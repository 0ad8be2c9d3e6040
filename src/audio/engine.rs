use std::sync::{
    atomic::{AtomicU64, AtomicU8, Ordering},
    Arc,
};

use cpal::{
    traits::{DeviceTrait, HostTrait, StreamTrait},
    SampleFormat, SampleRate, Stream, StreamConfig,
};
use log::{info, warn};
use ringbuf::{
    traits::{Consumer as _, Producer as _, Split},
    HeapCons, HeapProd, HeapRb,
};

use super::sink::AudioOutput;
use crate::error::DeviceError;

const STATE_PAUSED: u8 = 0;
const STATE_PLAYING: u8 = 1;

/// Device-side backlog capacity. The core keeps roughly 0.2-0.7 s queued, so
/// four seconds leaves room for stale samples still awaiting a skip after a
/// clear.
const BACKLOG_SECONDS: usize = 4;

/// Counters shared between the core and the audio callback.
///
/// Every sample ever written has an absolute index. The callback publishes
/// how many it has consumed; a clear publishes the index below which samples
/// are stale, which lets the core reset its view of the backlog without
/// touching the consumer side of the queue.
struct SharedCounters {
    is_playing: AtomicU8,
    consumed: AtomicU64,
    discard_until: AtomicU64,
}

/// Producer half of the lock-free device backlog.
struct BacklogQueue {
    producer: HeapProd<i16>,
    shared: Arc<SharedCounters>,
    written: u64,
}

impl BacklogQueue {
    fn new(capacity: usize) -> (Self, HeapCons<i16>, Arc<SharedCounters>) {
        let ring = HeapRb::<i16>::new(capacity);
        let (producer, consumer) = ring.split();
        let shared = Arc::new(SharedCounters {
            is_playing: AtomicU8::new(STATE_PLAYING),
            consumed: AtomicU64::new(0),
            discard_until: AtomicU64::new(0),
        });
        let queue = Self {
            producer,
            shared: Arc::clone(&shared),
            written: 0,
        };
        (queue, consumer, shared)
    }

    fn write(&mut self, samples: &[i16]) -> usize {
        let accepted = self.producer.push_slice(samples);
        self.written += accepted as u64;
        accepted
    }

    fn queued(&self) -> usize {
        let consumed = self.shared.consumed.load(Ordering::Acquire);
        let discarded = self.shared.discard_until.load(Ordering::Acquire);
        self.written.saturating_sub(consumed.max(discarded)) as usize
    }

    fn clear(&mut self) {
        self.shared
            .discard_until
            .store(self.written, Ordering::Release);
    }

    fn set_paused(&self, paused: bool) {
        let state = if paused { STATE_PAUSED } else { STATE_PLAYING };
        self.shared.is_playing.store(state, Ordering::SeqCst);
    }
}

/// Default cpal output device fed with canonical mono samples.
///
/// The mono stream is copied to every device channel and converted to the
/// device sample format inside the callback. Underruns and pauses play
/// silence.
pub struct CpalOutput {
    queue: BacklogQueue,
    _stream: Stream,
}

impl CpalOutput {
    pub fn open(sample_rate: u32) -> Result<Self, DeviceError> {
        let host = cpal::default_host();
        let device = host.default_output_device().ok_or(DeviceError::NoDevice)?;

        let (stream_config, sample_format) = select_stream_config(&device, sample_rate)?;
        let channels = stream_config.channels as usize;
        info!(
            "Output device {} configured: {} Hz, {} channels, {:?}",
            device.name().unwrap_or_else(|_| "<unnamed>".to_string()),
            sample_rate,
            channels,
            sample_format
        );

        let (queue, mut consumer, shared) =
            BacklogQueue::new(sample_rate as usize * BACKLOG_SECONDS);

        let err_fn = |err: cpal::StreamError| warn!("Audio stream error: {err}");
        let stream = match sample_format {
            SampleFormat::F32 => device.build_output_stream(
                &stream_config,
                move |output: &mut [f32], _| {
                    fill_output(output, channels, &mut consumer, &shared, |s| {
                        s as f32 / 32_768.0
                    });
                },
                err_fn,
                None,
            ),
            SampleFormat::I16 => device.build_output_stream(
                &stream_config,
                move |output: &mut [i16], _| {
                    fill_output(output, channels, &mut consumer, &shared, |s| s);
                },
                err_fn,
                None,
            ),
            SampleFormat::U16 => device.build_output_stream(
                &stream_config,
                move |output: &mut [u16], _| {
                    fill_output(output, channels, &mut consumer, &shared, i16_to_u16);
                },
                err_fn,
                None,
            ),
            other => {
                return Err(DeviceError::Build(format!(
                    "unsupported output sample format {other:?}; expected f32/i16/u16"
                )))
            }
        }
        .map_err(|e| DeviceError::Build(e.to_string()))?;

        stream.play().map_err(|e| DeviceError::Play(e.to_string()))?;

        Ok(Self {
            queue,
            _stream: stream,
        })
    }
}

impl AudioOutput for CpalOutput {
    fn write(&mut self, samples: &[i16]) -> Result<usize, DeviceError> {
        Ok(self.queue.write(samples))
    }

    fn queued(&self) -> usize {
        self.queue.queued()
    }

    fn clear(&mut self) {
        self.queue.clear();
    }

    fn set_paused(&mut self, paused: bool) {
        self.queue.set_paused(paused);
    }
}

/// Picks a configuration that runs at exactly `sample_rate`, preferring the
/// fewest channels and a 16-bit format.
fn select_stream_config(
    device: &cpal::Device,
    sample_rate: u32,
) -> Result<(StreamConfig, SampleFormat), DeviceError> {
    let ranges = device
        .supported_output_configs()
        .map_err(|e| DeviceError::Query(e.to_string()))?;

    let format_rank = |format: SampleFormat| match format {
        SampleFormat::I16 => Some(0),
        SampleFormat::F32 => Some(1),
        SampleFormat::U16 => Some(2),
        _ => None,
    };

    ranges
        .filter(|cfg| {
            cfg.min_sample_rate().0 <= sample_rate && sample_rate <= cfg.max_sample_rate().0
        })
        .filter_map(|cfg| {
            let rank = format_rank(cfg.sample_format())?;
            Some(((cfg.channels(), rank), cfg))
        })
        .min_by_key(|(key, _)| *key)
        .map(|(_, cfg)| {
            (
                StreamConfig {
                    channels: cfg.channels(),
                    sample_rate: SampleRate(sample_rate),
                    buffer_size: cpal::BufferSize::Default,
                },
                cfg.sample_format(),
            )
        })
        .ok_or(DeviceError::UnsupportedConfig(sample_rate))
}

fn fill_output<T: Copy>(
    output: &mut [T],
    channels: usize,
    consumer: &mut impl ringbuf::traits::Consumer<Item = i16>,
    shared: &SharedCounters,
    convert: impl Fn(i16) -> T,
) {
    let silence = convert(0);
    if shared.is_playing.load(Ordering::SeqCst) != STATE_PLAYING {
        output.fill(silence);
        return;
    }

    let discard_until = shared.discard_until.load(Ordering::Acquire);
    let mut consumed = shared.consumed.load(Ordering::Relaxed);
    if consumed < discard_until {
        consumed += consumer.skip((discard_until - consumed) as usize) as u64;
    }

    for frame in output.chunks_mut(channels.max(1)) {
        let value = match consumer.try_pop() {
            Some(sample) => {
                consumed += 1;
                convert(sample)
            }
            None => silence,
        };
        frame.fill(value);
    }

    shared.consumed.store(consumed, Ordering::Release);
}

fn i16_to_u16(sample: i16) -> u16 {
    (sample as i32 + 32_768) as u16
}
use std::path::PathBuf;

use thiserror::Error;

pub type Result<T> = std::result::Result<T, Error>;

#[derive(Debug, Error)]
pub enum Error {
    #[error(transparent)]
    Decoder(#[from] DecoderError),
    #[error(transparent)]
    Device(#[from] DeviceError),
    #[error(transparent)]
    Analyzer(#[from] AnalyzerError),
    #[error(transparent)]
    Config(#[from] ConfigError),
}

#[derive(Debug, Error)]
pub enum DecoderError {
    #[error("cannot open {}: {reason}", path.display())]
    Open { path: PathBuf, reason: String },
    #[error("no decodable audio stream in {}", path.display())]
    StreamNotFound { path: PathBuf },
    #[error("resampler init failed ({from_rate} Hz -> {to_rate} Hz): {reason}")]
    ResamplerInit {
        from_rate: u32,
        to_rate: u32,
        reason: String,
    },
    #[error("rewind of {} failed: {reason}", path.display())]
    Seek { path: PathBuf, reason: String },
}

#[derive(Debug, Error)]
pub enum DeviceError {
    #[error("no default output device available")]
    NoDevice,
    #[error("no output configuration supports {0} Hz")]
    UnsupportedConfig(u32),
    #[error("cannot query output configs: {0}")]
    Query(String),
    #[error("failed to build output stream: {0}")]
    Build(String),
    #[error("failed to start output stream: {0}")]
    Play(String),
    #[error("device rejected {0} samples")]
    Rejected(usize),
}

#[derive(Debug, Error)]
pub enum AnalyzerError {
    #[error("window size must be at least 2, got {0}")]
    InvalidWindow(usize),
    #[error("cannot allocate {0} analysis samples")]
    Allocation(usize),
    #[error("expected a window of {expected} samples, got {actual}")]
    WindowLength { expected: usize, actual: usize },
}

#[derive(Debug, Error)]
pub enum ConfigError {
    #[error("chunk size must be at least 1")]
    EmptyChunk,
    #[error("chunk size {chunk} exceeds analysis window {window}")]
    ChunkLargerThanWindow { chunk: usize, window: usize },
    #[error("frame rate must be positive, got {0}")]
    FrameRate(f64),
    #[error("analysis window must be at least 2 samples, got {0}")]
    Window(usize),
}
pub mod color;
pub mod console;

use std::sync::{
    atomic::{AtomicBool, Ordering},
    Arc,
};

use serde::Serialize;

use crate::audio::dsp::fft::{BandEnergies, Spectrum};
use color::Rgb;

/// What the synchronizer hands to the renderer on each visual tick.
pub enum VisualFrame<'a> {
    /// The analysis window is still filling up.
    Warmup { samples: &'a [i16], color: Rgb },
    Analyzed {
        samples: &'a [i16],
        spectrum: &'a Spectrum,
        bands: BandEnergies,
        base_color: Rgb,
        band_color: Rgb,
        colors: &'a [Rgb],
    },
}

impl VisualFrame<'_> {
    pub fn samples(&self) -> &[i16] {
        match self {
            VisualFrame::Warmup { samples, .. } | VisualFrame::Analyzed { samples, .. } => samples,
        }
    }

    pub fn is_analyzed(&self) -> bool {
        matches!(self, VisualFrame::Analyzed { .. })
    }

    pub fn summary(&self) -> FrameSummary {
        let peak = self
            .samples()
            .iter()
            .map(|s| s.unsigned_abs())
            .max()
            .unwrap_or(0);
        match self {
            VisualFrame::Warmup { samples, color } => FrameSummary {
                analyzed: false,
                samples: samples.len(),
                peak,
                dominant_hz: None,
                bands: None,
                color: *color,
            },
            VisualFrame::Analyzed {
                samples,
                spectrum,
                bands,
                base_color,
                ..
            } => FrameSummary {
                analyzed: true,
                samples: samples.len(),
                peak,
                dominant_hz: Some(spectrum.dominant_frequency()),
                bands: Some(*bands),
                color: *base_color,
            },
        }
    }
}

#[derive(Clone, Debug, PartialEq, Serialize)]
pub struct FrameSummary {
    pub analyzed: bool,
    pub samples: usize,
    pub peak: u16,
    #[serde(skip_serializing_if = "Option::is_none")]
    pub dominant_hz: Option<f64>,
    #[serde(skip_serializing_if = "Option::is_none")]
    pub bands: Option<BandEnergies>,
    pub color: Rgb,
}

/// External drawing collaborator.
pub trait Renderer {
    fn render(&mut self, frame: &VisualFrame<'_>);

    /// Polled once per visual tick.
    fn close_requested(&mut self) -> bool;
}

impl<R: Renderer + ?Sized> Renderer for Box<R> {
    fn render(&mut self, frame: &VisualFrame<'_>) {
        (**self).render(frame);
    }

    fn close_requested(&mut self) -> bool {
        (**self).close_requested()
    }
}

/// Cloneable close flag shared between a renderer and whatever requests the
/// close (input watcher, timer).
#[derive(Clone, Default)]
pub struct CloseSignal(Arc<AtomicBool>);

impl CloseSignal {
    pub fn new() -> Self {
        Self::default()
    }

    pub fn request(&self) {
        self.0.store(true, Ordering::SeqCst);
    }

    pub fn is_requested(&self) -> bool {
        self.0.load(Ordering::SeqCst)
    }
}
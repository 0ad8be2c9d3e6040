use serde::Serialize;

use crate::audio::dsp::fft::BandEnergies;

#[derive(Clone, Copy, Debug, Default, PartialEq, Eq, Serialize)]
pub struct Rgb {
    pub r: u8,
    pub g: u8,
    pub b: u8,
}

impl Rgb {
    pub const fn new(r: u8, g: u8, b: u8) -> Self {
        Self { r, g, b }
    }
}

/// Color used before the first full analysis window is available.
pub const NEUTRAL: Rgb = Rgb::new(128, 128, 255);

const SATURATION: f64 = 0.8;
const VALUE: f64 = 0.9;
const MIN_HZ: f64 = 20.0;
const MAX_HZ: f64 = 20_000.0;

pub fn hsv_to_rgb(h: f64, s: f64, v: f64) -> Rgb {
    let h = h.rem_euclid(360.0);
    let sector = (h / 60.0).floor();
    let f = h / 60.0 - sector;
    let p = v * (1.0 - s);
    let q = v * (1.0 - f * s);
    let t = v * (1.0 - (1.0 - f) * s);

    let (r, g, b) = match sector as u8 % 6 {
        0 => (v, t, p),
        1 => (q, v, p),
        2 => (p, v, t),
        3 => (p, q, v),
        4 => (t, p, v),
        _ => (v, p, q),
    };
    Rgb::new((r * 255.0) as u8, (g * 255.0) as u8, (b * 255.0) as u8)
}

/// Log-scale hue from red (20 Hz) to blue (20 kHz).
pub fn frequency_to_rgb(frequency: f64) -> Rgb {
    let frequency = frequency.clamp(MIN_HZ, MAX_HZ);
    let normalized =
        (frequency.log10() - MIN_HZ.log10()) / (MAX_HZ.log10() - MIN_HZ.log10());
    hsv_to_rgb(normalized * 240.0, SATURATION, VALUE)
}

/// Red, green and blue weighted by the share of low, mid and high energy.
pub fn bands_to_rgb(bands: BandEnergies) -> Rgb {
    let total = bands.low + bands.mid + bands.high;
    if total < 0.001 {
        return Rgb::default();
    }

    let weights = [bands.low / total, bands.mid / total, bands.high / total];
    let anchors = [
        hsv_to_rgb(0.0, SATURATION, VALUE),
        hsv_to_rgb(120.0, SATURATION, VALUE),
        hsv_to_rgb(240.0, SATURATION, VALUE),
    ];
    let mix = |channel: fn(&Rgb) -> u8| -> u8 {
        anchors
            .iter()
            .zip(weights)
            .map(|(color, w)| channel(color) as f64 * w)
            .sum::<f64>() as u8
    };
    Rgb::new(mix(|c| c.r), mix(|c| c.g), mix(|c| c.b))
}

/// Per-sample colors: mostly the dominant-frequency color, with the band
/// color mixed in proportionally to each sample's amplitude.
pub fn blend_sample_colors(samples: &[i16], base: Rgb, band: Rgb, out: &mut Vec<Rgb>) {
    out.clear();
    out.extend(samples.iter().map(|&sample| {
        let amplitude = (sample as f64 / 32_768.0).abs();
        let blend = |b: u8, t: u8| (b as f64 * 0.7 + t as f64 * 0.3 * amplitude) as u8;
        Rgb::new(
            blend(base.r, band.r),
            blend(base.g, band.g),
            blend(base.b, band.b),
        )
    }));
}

-------

What needs to be done →
Determine how many lines of the data above contain the string "SampleRate", and answer with the number only.

Problem solution →
2